How to gracefully restart delayed_job consumers?

Question

Came up with a solution that works.

I have a base class that all of my delayed jobs inherit from called BaseJob:

class BaseJob
  attr_accessor :live_hash

  def before(job)
    # check to make sure that the version of code here is the right version of code
    resp = HTTParty.get("#{Rails.application.config.root_url}/revision")
    self.live_hash = resp.body.strip
  end

  def should_perform()
    return self.live_hash == GIT_REVISION
  end

  def perform()
    if self.should_perform == true
      self.safe_perform()
    end
  end

  def safe_perform()
    # override this method in subclasses
  end

  def success(job)
    if self.should_perform == false
      # log stats here about a failure

      # enqueue a new job of the same kind
      new_job = DelayedJob.new
      new_job.priority = job.priority
      new_job.handler = job.handler
      new_job.queue = job.queue
      new_job.run_at = job.run_at
      new_job.save
      job.delete

      # restart the delayed job system
      %x("export RAILS_ENV=#{Rails.env} && ./script/delayed_job stop")
    else
      # log stats here about a success
    end
  end

end

All base classes inherit from BaseJob and override safe_perform to actually do their work. A few assumptions about the above code:

Rails.application.config.root_url points to the root of your app (ie: www.myapp.com)
There is a route exposed called /revision (ie: www.myapp.com/revision)
There is a global constant called GIT_REVISION that your app knows about

What I ended up doing was putting the output of git rev-parse HEAD in a file and pushing that with the code. That gets loaded in upon startup so it's available in the web version as well as in the delayed_job consumers.
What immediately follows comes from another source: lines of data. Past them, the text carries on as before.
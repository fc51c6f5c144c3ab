//! reparti: department notifications for Telegram groups.
//!
//! Administrators create departments such as `@aero` and add members by
//! replying to their messages; whenever a message mentions a department,
//! the bot replies with a mention of every member.
//!
//! This crate wires the pieces together for the `reparti` binary:
//! configuration, logging and the re-exports of the workspace crates.

#![forbid(unsafe_code)]
#![warn(missing_docs)]

pub mod config;
pub mod observability;

pub use config::{LogFormat, RepartiConfig};
pub use observability::{ObservabilityConfig, init_observability};

pub use reparti_database::PostgresDepartmentStore;
pub use reparti_error::RepartiErrorKind;
pub use reparti_telegram::RepartiBot;
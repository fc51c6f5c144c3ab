//! Shared helpers for reparti_telegram integration tests.

#![allow(dead_code)]

use async_trait::async_trait;
use reparti_database::{
    AddMemberOutcome, DatabaseResult, DepartmentStore, Member, RemoveMemberOutcome,
};
use reparti_error::{DatabaseError, DatabaseErrorKind};
use reparti_telegram::{
    ChatCommand, ChatKind, ChatPlatform, ChatUser, IncomingMessage, MessageMeta, ReplyFormat,
    TelegramError, TelegramErrorKind, TelegramResult,
};
use tokio::sync::Mutex;

pub const GROUP_CHAT: i64 = -100_555;
pub const ADMIN_ID: i64 = 1;
pub const MEMBER_ID: i64 = 2;
pub const OTHER_ID: i64 = 3;

/// A reply captured by [`RecordingPlatform`].
#[derive(Debug, Clone, PartialEq, Eq)]
pub struct SentReply {
    pub chat_id: i64,
    pub message_id: i32,
    pub text: String,
    pub format: ReplyFormat,
}

/// Chat platform fake that records replies and serves a fixed admin list.
pub struct RecordingPlatform {
    admins: Option<Vec<i64>>,
    replies: Mutex<Vec<SentReply>>,
}

impl RecordingPlatform {
    /// Platform whose administrator lookup returns `admins`.
    pub fn with_admins(admins: &[i64]) -> Self {
        Self {
            admins: Some(admins.to_vec()),
            replies: Mutex::new(Vec::new()),
        }
    }

    /// Platform whose administrator lookup always fails.
    pub fn failing_admin_lookup() -> Self {
        Self {
            admins: None,
            replies: Mutex::new(Vec::new()),
        }
    }

    pub async fn replies(&self) -> Vec<SentReply> {
        self.replies.lock().await.clone()
    }

    pub async fn texts(&self) -> Vec<String> {
        self.replies().await.into_iter().map(|r| r.text).collect()
    }
}

#[async_trait]
impl ChatPlatform for RecordingPlatform {
    async fn reply(
        &self,
        meta: &MessageMeta,
        text: &str,
        format: ReplyFormat,
    ) -> TelegramResult<()> {
        self.replies.lock().await.push(SentReply {
            chat_id: *meta.chat_id(),
            message_id: *meta.message_id(),
            text: text.to_string(),
            format,
        });
        Ok(())
    }

    async fn chat_administrators(&self, _chat_id: i64) -> TelegramResult<Vec<i64>> {
        self.admins.clone().ok_or_else(|| {
            TelegramError::new(TelegramErrorKind::AdministratorLookup(
                "Bad Request: member list is inaccessible".into(),
            ))
        })
    }
}

/// Department store whose every operation fails with a connection error.
pub struct FailingStore;

fn unavailable<T>() -> DatabaseResult<T> {
    Err(DatabaseError::new(DatabaseErrorKind::Connection("connection refused".into())))
}

#[async_trait]
impl DepartmentStore for FailingStore {
    async fn create_department(&self, _chat_id: i64, _name: &str) -> DatabaseResult<bool> {
        unavailable()
    }

    async fn department_exists(&self, _chat_id: i64, _name: &str) -> DatabaseResult<bool> {
        unavailable()
    }

    async fn add_member(
        &self,
        _chat_id: i64,
        _name: &str,
        _user_id: i64,
        _display_name: Option<&str>,
    ) -> DatabaseResult<AddMemberOutcome> {
        unavailable()
    }

    async fn remove_member(
        &self,
        _chat_id: i64,
        _name: &str,
        _user_id: i64,
    ) -> DatabaseResult<RemoveMemberOutcome> {
        unavailable()
    }

    async fn list_departments(&self, _chat_id: i64) -> DatabaseResult<Vec<String>> {
        unavailable()
    }

    async fn list_members(&self, _chat_id: i64, _name: &str) -> DatabaseResult<Vec<Member>> {
        unavailable()
    }

    async fn delete_department(&self, _chat_id: i64, _name: &str) -> DatabaseResult<bool> {
        unavailable()
    }
}

pub fn user(id: i64) -> ChatUser {
    ChatUser::new(id, format!("User {id}"))
}

pub fn group_meta(sender: i64, message_id: i32) -> MessageMeta {
    MessageMeta::new(GROUP_CHAT, ChatKind::Group, message_id, Some(user(sender)))
}

pub fn private_meta(sender: i64, message_id: i32) -> MessageMeta {
    MessageMeta::new(sender, ChatKind::Private, message_id, Some(user(sender)))
}

/// A command message; panics if `text` is not one of the bot's commands.
pub fn command(meta: MessageMeta, text: &str, reply_to: Option<ChatUser>) -> IncomingMessage {
    IncomingMessage::Command {
        meta,
        command: ChatCommand::parse(text, None).expect("not a bot command"),
        reply_to,
    }
}

pub fn text(meta: MessageMeta, text: &str) -> IncomingMessage {
    IncomingMessage::Text {
        meta,
        text: text.to_string(),
    }
}
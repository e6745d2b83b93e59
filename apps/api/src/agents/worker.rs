use serde_json::{json, Map, Value};
use std::collections::HashMap;
use std::sync::Arc;
use uuid::Uuid;

use super::completion::{CompletionClient, CompletionRequest};
use super::errors::{AgentError, AgentResult};
use super::prompts::{library, PromptTemplate};
use super::types::{extract_json, TaskOutput};
use crate::domain::agent::Agent;
use crate::domain::workflow::conditions::lookup;
use crate::domain::workflow::{StepAction, StepInputs};

/// Runs an agent's work through the completion service
///
/// Used by the workflow engine for step actions and by the orchestrator for
/// delegated tasks. Holds no per-run state.
#[derive(Clone)]
pub struct AgentWorker {
    client: Arc<dyn CompletionClient>,
    pub max_tokens: u32,
    pub temperature: f32,
}

impl AgentWorker {
    pub fn new(client: Arc<dyn CompletionClient>) -> Self {
        Self {
            client,
            max_tokens: 2048,
            temperature: 0.4,
        }
    }

    /// Performs a workflow step action and returns its structured output
    ///
    /// Model output that is not JSON is kept as `{"text": ...}`.
    pub async fn perform(
        &self,
        agent: &Agent,
        action: StepAction,
        inputs: &StepInputs,
        context: &Map<String, Value>,
    ) -> AgentResult<Value> {
        if !agent.is_active() {
            return Err(AgentError::AgentInactive(agent.id));
        }

        let template = library::for_action(action);
        let mut vars = agent_vars(agent);
        vars.insert("instructions".to_string(), inputs.instructions.clone());
        vars.insert("parameters".to_string(), format_parameters(inputs));
        vars.insert(
            "context".to_string(),
            serde_json::to_string_pretty(&select_context(context, &inputs.context_keys))?,
        );

        let text = self.complete(&template, &vars).await?;
        Ok(extract_json(&text).unwrap_or_else(|| json!({ "text": text })))
    }

    /// Executes a task the coordinator delegated to `agent`
    pub async fn execute_task(
        &self,
        agent: &Agent,
        task_id: Uuid,
        task: &str,
        objective: &str,
    ) -> AgentResult<TaskOutput> {
        if !agent.is_active() {
            return Err(AgentError::AgentInactive(agent.id));
        }

        let template = library::delegated_task();
        let mut vars = agent_vars(agent);
        vars.insert(
            "instructions".to_string(),
            agent.instructions.clone().unwrap_or_default(),
        );
        vars.insert("objective".to_string(), objective.to_string());
        vars.insert("task".to_string(), task.to_string());

        let text = self.complete(&template, &vars).await?;
        let (summary, result) = match extract_json(&text) {
            Some(Value::Object(mut obj)) => {
                let summary = obj
                    .remove("summary")
                    .and_then(|s| s.as_str().map(str::to_string))
                    .unwrap_or_else(|| text.trim().to_string());
                let result = obj.remove("result").unwrap_or(Value::Object(obj));
                (summary, result)
            }
            Some(other) => (text.trim().to_string(), other),
            None => (text.trim().to_string(), json!({ "text": text.trim() })),
        };

        if summary.is_empty() {
            return Err(AgentError::TaskExecutionFailed(format!(
                "Agent {} returned an empty result",
                agent.id
            )));
        }

        Ok(TaskOutput {
            task_id,
            agent_id: agent.id,
            summary,
            result,
        })
    }

    async fn complete(&self, template: &PromptTemplate, vars: &HashMap<String, String>) -> AgentResult<String> {
        let request = CompletionRequest {
            template: template.name.clone(),
            system: template.render_system(vars),
            prompt: template.render(vars),
            max_tokens: self.max_tokens,
            temperature: self.temperature,
        };

        let response = self.client.complete(request).await?;
        Ok(response.text)
    }
}

fn agent_vars(agent: &Agent) -> HashMap<String, String> {
    let mut vars = HashMap::new();
    vars.insert("agent_name".to_string(), agent.name.clone());
    vars.insert("capability".to_string(), agent.capability.clone());
    vars.insert("persona".to_string(), agent.instructions.clone().unwrap_or_default());
    vars
}

fn format_parameters(inputs: &StepInputs) -> String {
    if inputs.parameters.is_empty() {
        return "(none)".to_string();
    }
    inputs
        .parameters
        .iter()
        .map(|(k, v)| format!("- {}: {}", k, v))
        .collect::<Vec<_>>()
        .join("\n")
}

/// The whole context, or only the listed keys when any are given
fn select_context(context: &Map<String, Value>, keys: &[String]) -> Value {
    if keys.is_empty() {
        return Value::Object(context.clone());
    }
    let selected: Map<String, Value> = keys
        .iter()
        .map(|key| (key.clone(), lookup(context, key).cloned().unwrap_or(Value::Null)))
        .collect();
    Value::Object(selected)
}

#[cfg(test)]
mod tests {
    use super::*;
    use crate::agents::completion::{CompletionError, CompletionResponse};
    use async_trait::async_trait;
    use std::sync::Mutex;

    struct Echo {
        reply: String,
        seen: Mutex<Vec<CompletionRequest>>,
    }

    impl Echo {
        fn new(reply: &str) -> Arc<Self> {
            Arc::new(Self {
                reply: reply.to_string(),
                seen: Mutex::new(Vec::new()),
            })
        }
    }

    #[async_trait]
    impl CompletionClient for Echo {
        async fn complete(&self, request: CompletionRequest) -> Result<CompletionResponse, CompletionError> {
            self.seen.lock().unwrap().push(request);
            Ok(CompletionResponse::text(self.reply.clone()))
        }
    }

    fn active_agent() -> Agent {
        let mut agent = Agent::new(Uuid::new_v4(), "Scout".to_string(), "research".to_string()).unwrap();
        agent.activate().unwrap();
        agent
    }

    #[tokio::test]
    async fn perform_parses_json_output() {
        let client = Echo::new(r#"{"score": 91}"#);
        let worker = AgentWorker::new(client.clone());

        let output = worker
            .perform(&active_agent(), StepAction::Analyze, &StepInputs::new("Score the lead"), &Map::new())
            .await
            .unwrap();

        assert_eq!(output, json!({"score": 91}));
        let seen = client.seen.lock().unwrap();
        assert_eq!(seen[0].template, "analyze");
        assert!(seen[0].prompt.contains("Score the lead"));
        assert!(seen[0].system.contains("Scout"));
    }

    #[tokio::test]
    async fn perform_wraps_plain_text() {
        let worker = AgentWorker::new(Echo::new("All good"));

        let output = worker
            .perform(&active_agent(), StepAction::Summarize, &StepInputs::new("Sum up"), &Map::new())
            .await
            .unwrap();

        assert_eq!(output, json!({"text": "All good"}));
    }

    #[tokio::test]
    async fn perform_passes_only_selected_context() {
        let client = Echo::new("{}");
        let worker = AgentWorker::new(client.clone());
        let mut context = Map::new();
        context.insert("lead".to_string(), json!({"name": "Acme", "secret": "x"}));
        context.insert("other".to_string(), json!("hidden"));

        worker
            .perform(
                &active_agent(),
                StepAction::Review,
                &StepInputs::new("Check").with_context_key("lead.name"),
                &context,
            )
            .await
            .unwrap();

        let prompt = client.seen.lock().unwrap()[0].prompt.clone();
        assert!(prompt.contains("Acme"));
        assert!(!prompt.contains("hidden"));
    }

    #[tokio::test]
    async fn inactive_agent_cannot_work() {
        let worker = AgentWorker::new(Echo::new("{}"));
        let draft = Agent::new(Uuid::new_v4(), "Idle".to_string(), "ops".to_string()).unwrap();

        let err = worker
            .perform(&draft, StepAction::Notify, &StepInputs::new("Ping"), &Map::new())
            .await
            .unwrap_err();

        assert!(matches!(err, AgentError::AgentInactive(id) if id == draft.id));
        assert!(!err.is_retryable());
    }

    #[tokio::test]
    async fn execute_task_splits_summary_and_result() {
        let worker = AgentWorker::new(Echo::new(
            r#"{"summary": "Found 3 competitors", "result": {"competitors": ["a", "b", "c"]}}"#,
        ));
        let agent = active_agent();
        let task_id = Uuid::new_v4();

        let output = worker
            .execute_task(&agent, task_id, "Find competitors", "Launch plan")
            .await
            .unwrap();

        assert_eq!(output.task_id, task_id);
        assert_eq!(output.agent_id, agent.id);
        assert_eq!(output.summary, "Found 3 competitors");
        assert_eq!(output.result, json!({"competitors": ["a", "b", "c"]}));
    }
}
When we deploy code via Capistrano, we no longer stop, start, or restart delayed_job consumers. We install a cronjob on consumer nodes that runs every minute and determines if a delayed_job process is running. If one isn't, then a new one will be spawned.

As a result of all of this, all of the following conditions are met:

Pushing code doesn't wait on delayed_job to restart/force kill anymore. Existing jobs that are running are left alone when new code is pushed.
We can detect when a job begins if the consumer is running old code. The job gets requeued and the consumer kills itself.
When a delayed_job dies, a new one is spawned via a cronjob with new code (by the nature of starting delayed_job, it has new code).
If you're paranoid about killing delayed_job consumers, install a nagios check that does the same thing as the cron job but alerts you when a delayed_job process hasn't been running for 5 minutes.